Conforme relatório feito pelo Tribunal de Justiça (TJ), a pedido da reportagem, 149 municípios têm precatórios a pagar no Estado e devem depositar na conta do TJ no mínimo 1% de suas receitas correntes líquidas. Destes, 51 devem fazer repasses mensais à conta judicial e outros 98, repasses anuais. No primeiro grupo, 13 estão em atraso e, no segundo, são 42 com depósitos a menor junto ao TJ, num total de 55 municípios. Outros 12 municípios não tiveram as contas revisadas até o fechamento desta edição, pois, segundo o TJ, não haviam encaminhado as planilhas com a receita corrente líquida. Segundo o TJ, já estão em andamento cinco processos de sequestro do Fundo de Participação dos Municípios (FPM) por causa dos atrasos.

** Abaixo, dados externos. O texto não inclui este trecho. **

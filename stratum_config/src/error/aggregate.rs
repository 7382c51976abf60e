//! Batches of save failures reported as one [`StratumError`].

use std::{fmt, slice, sync::Arc};

use super::StratumError;

/// Failures collected while writing several component files.
///
/// Each entry stays shared so a [`crate::SaveSummary`] can keep its own
/// copy of the same error.
///
/// ```
/// use stratum_config::StratumError;
///
/// let batch = StratumError::aggregate([
///     StratumError::invalid_binding("empty key"),
///     StratumError::invalid_path("ui..scale", "empty segment"),
/// ]);
/// let StratumError::Aggregate(failures) = batch else {
///     unreachable!("two errors always aggregate");
/// };
/// assert_eq!(failures.len(), 2);
/// ```
#[derive(Debug, Default)]
pub struct AggregatedErrors {
    errors: Vec<Arc<StratumError>>,
}

impl AggregatedErrors {
    /// Wraps `errors` in their original order.
    #[must_use]
    pub const fn new(errors: Vec<Arc<StratumError>>) -> Self {
        Self { errors }
    }

    /// Borrow the collected errors.
    #[must_use = "iterators should be consumed to inspect errors"]
    pub fn iter(&self) -> impl Iterator<Item = &StratumError> {
        self.errors.iter().map(AsRef::as_ref)
    }

    /// Number of collected errors.
    #[must_use]
    pub const fn len(&self) -> usize {
        self.errors.len()
    }

    /// Whether the batch holds no errors.
    #[must_use]
    pub const fn is_empty(&self) -> bool {
        self.errors.is_empty()
    }

    /// The shared handles in insertion order.
    #[must_use]
    pub fn as_slice(&self) -> &[Arc<StratumError>] {
        &self.errors
    }
}

impl fmt::Display for AggregatedErrors {
    fn fmt(&self, f: &mut fmt::Formatter<'_>) -> fmt::Result {
        let mut separator = "";
        for error in &self.errors {
            write!(f, "{separator}  - {error}")?;
            separator = "\n";
        }
        Ok(())
    }
}

impl std::error::Error for AggregatedErrors {}

impl<'a> IntoIterator for &'a AggregatedErrors {
    type Item = &'a Arc<StratumError>;
    type IntoIter = slice::Iter<'a, Arc<StratumError>>;

    fn into_iter(self) -> Self::IntoIter {
        self.errors.iter()
    }
}

impl IntoIterator for AggregatedErrors {
    type Item = Arc<StratumError>;
    type IntoIter = std::vec::IntoIter<Arc<StratumError>>;

    fn into_iter(self) -> Self::IntoIter {
        self.errors.into_iter()
    }
}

O presidente da Comissão de Precatórios da OAB/PR, Emerson Fukushima, explicou que, no caso de atraso na liberação dos recursos, "cabe ao TJ adotar medidas imediatas para o sequestro daquilo que é devido". A entidade devedora também fica impedida de contrair empréstimo e de receber transferências voluntárias.
"A verdade é que o TJ não tem dado prioridade aos precatórios, permitindo que municípios não depositem o que são obrigados por lei, e ao mesmo tempo, não liberando celeremente os valores aos credores", afirmou o advogado. (E.F.)